Hace unos días acabé de leer EL TURISTA PERPLEJO de Ernesto Colsa, “libro de viajes” publicado en la Editorial Pez de Plata. El título se me antoja engañoso, porque a mí me parecen las memorias de un viajero disfrazado de turista, lo que va en contra, según he podido contrastar en las redes, de la opinión del propio autor (en quien sin duda habita un alma viajera), empeñado en desmitificar los viajes y a sus actores. Bueno, allá él.

Lo he pasado bomba, y no es un decir. No esperaba que así fuera, pues no soy aficionado a este género, y menos aún al relato documentalista. Pero Ernesto Colsa, acreedor de ambas virtudes, ha conseguido captarme poco a poco, y página a página se me iba revelando el sutil mensaje que tales virtudes escondían: me adentraba, llevado por un humor contenido y sagaz, en El Viaje a Ninguna Parte, El Viaje Interior, Existencial, el único que en verdad me interesa.

EL TURISTA PERPLEJO es la epopeya de un descreído. El autor inicia sus expediciones, cinco en este libro, con la consigna de no informarse sobre los lugares de destino, buscando aquéllos no catalogados y no frecuentados, sin interés turístico, lugares a los que no son aplicables reclamos comerciales. Esta cuestión me pareció atractiva, aunque no definitiva, pero afronté la lectura y di con un texto rico, impecable, bien escrito, por lo que irremediablemente me vi embarcado en la gesta.

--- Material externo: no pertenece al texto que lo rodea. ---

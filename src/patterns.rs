//! Line pattern recognition.
//!
//! A stone (real or hypothetical) is classified along one axis by scanning
//! outward in both directions. Each directional scan counts the contiguous
//! run, notes whether it ends on an empty cell, and tolerates exactly one
//! gap: stones found right after that gap form a "jump" run.
//!
//! ```text
//!   _ O O [O] O _        contiguous run of 4, both ends open -> open four
//!   _ O _ [O] O _        backward jump of 1                  -> jump open three
//! ```
//!
//! Shapes with a gap on both sides of the anchor (`O _ [O] _ O`) are not
//! recognized and classify as [`Pattern::Invalid`]. Scores downstream are
//! tuned around that.

use crate::board::{Board, Point, Stone, offset};
use crate::constants::*;

/// Shape formed along one axis through a stone.
#[derive(Copy, Clone, Debug, PartialEq, Eq, Hash)]
pub enum Pattern {
    /// No threat.
    Invalid,
    TwoSleep,
    TwoOpen,
    ThreeSleep,
    ThreeOpen,
    FourRush,
    FourOpen,
    Five,
    JumpThreeOpen,
    JumpFourSleep,
    JumpFourOpen,
}

impl Pattern {
    pub const COUNT: usize = 11;

    pub const ALL: [Pattern; Pattern::COUNT] = [
        Pattern::Invalid,
        Pattern::TwoSleep,
        Pattern::TwoOpen,
        Pattern::ThreeSleep,
        Pattern::ThreeOpen,
        Pattern::FourRush,
        Pattern::FourOpen,
        Pattern::Five,
        Pattern::JumpThreeOpen,
        Pattern::JumpFourSleep,
        Pattern::JumpFourOpen,
    ];

    /// Score of this shape for the side that owns it.
    pub fn base_score(self) -> Score {
        match self {
            Pattern::Invalid => SCORE_NONE,
            Pattern::TwoSleep => SCORE_TWO_SLEEP,
            Pattern::TwoOpen => SCORE_TWO_OPEN,
            Pattern::ThreeSleep => SCORE_THREE_SLEEP,
            Pattern::ThreeOpen => SCORE_THREE_OPEN,
            Pattern::FourRush => SCORE_FOUR_RUSH,
            Pattern::FourOpen => SCORE_FOUR_OPEN,
            Pattern::Five => SCORE_FIVE,
            Pattern::JumpThreeOpen => SCORE_JUMP_THREE_OPEN,
            Pattern::JumpFourSleep => SCORE_JUMP_FOUR_SLEEP,
            Pattern::JumpFourOpen => SCORE_JUMP_FOUR_OPEN,
        }
    }

    #[inline]
    fn index(self) -> usize {
        self as usize
    }
}

/// Per-pattern scores for the attacker and the defender.
#[derive(Debug, Clone, PartialEq, Eq)]
pub struct PatternTable {
    mover: [Score; Pattern::COUNT],
    defender: [Score; Pattern::COUNT],
}

impl Default for PatternTable {
    fn default() -> Self {
        Self::new(DEFENSE_WEIGHT)
    }
}

impl PatternTable {
    /// Build the table; defender scores are the mover's times `defense_weight`.
    pub fn new(defense_weight: Score) -> Self {
        let mut mover = [0; Pattern::COUNT];
        let mut defender = [0; Pattern::COUNT];
        for pattern in Pattern::ALL {
            mover[pattern.index()] = pattern.base_score();
            defender[pattern.index()] = pattern.base_score() * defense_weight;
        }
        Self { mover, defender }
    }

    #[inline]
    pub fn mover(&self, pattern: Pattern) -> Score {
        self.mover[pattern.index()]
    }

    #[inline]
    pub fn defender(&self, pattern: Pattern) -> Score {
        self.defender[pattern.index()]
    }
}

/// Result of scanning outward from an anchor in one direction.
#[derive(Debug, Default, Clone, Copy, PartialEq, Eq)]
pub struct LineScan {
    /// Same-color stones directly adjacent, anchor excluded.
    pub run: usize,
    /// The run is followed by an empty cell.
    pub open: bool,
    /// Same-color stones found after the single gap.
    pub jump: usize,
    /// The jump run is followed by an empty cell.
    pub jump_open: bool,
    /// The jump run is followed by an opposing stone.
    pub jump_blocked: bool,
}

#[derive(Copy, Clone, PartialEq, Eq)]
enum ScanState {
    Counting,
    Gap,
    Jumping,
}

/// Scan from `point` (exclusive) along `(dr, dc)` for `stone`.
///
/// The anchor cell itself is never read, so this works for a hypothetical
/// stone on an empty cell as well as for a real one.
pub fn scan_direction(board: &Board, point: Point, dr: isize, dc: isize, stone: Stone) -> LineScan {
    let mut scan = LineScan::default();
    let mut state = ScanState::Counting;
    let mut dist = 1;

    while let Some(p) = offset(point, dr, dc, dist) {
        let cell = board.get(p);
        match state {
            ScanState::Counting => {
                if cell == stone {
                    scan.run += 1;
                } else if cell == Stone::Empty {
                    scan.open = true;
                    state = ScanState::Gap;
                } else {
                    break;
                }
            }
            ScanState::Gap => {
                if cell == stone {
                    scan.jump += 1;
                    state = ScanState::Jumping;
                } else {
                    break;
                }
            }
            ScanState::Jumping => {
                if cell == stone {
                    scan.jump += 1;
                } else if cell == Stone::Empty {
                    scan.jump_open = true;
                    break;
                } else {
                    scan.jump_blocked = true;
                    break;
                }
            }
        }
        dist += 1;
    }

    scan
}

/// Combine a forward and a backward scan into a pattern.
pub fn classify_scans(fwd: &LineScan, bwd: &LineScan) -> Pattern {
    let run = fwd.run + bwd.run + 1;
    // 1 = forward open, 2 = backward open, 3 = both
    let open_ends = u8::from(fwd.open) + 2 * u8::from(bwd.open);

    let jump_side = match (fwd.jump > 0, bwd.jump > 0) {
        (true, false) => Some((fwd, 1)),
        (false, true) => Some((bwd, 2)),
        _ => None,
    };

    if let Some((side, jump_side_only)) = jump_side {
        let total = run + side.jump;
        if total == 3 && open_ends == 3 && side.jump_open {
            return Pattern::JumpThreeOpen;
        }
        if total == 4 && open_ends == 3 && side.jump_blocked {
            return Pattern::JumpFourSleep;
        }
        if total == 4 && open_ends == jump_side_only && side.jump_open {
            return Pattern::JumpFourSleep;
        }
        if total == 4 && open_ends == 3 && side.jump_open {
            return Pattern::JumpFourOpen;
        }
    }

    match run {
        r if r >= WIN_LENGTH => Pattern::Five,
        4 if open_ends == 3 => Pattern::FourOpen,
        4 if open_ends > 0 => Pattern::FourRush,
        3 if open_ends == 3 => Pattern::ThreeOpen,
        3 if open_ends > 0 => Pattern::ThreeSleep,
        2 if open_ends == 3 => Pattern::TwoOpen,
        2 if open_ends > 0 => Pattern::TwoSleep,
        _ => Pattern::Invalid,
    }
}

/// Classify the shape through `point` along `axis` as if `stone` sat there.
pub fn classify(board: &Board, point: Point, (dr, dc): (isize, isize), stone: Stone) -> Pattern {
    let fwd = scan_direction(board, point, dr, dc, stone);
    let bwd = scan_direction(board, point, -dr, -dc, stone);
    classify_scans(&fwd, &bwd)
}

En adelante asistiría a veces hilarante, otras catártico, al deambular del autor. Las delirantes tribulaciones previas a los viajes, los colapsos sufridos a la llegada (hacer en coche dos mil quinientos kilómetros -1996, recién acabada la Guerra de los Balcanes- partiendo de Asturias hasta la frontera albanesa, y no poder entrar en el país por razones por completo prosaicas), pero sobre todo, el zambullirse del viajero, por ejemplo, en la desolación de Chisinau, en una población perdida en la Transnistria moldava, en gélidos lugares donde no hay nada que hacer (con suerte encontrar un bar donde cocerse) ni ver, excepto avenidas nocturnas, vacías y deslucidas y vallas publicitarias, desamparados bloques de hormigón de la era soviética, planicies desérticas por las que el coche avanza hasta la extenuación, llegando por fin a la famosa Roca Uluru (magnífico el capítulo australiano, mi favorito) donde el autor experimenta una suerte de epifanía contemplativa…

Y he aquí, para mí, el gran atractivo de estos “relatos”, pues en mi opinión tienen carácter de tales: el viajero tranquilo (no siempre, claro) que parte en busca de su íntima mitología (viajes que siempre, desde niño o jovencito, había querido hacer) y que encuentre lo que encuentre acaba saboreando, muchas veces en condiciones lamentables, miserables, absurdas (confinado en un hotel de Pionyang durante un día entero a causa de un soponcio que por suerte lo libra de la “visita a la fábrica de tapones de corcho”), porque de pronto sufre una transmutación, y así todo acaba recomponiéndose antes o después, para su goce, para conectar (paisajes y situaciones) con ese espíritu infantil o juvenil de los tiempos en los que esos lugares eran pura quimera. ¿Cómo es posible que de lo más trivial, falto de interés a todas luces (paisajes, insustanciales interiores, situaciones intrascendentes, museos locales de fruslerías, objetos turísticos cutres, tipos como cualquier tipo, costumbres del lugar) el autor acabe, en un riguroso, complejo, admirable ejercicio narrativo y descriptivo, por imbuirnos en una maravillosa aventura que por lo demás muchos de nosotros no emprenderíamos jamás? He aquí el proceso alquímico del viaje y el texto, con efectos mágicos en el autor y en su lector.

Desconocedor de esta literatura, no sé si la de Ernesto Colsa es dentro del género una novedosa propuesta. He llegado a pensar en el viajero romántico, aquel que transitaba por regiones apartadas, ruinosas, nocturnas. Él lo hace, sin aparente propósito y con inteligente humor (aunque nunca solo, al contrario que los románticos o que Peter Handke). Aquello que acontece en sus expediciones es ni más ni menos lo de todos los días, pero concentrado, desbriznado y finalmente transmutado en la aventura. Uno puede viajar sin moverse de la silla o lo puede hacer contra todo pronóstico, no para filmar un exótico o raro documental (no hay ni siquiera rareza en EL TURISTA PERPLEJO), ni para jugarse la vida en solidaridad, sino imbuyéndose en la incomodidad, la incerteza, el extravío, el tiempo sobrante y perdido para por fin, abracadabra, extraer de todo ello el prodigio.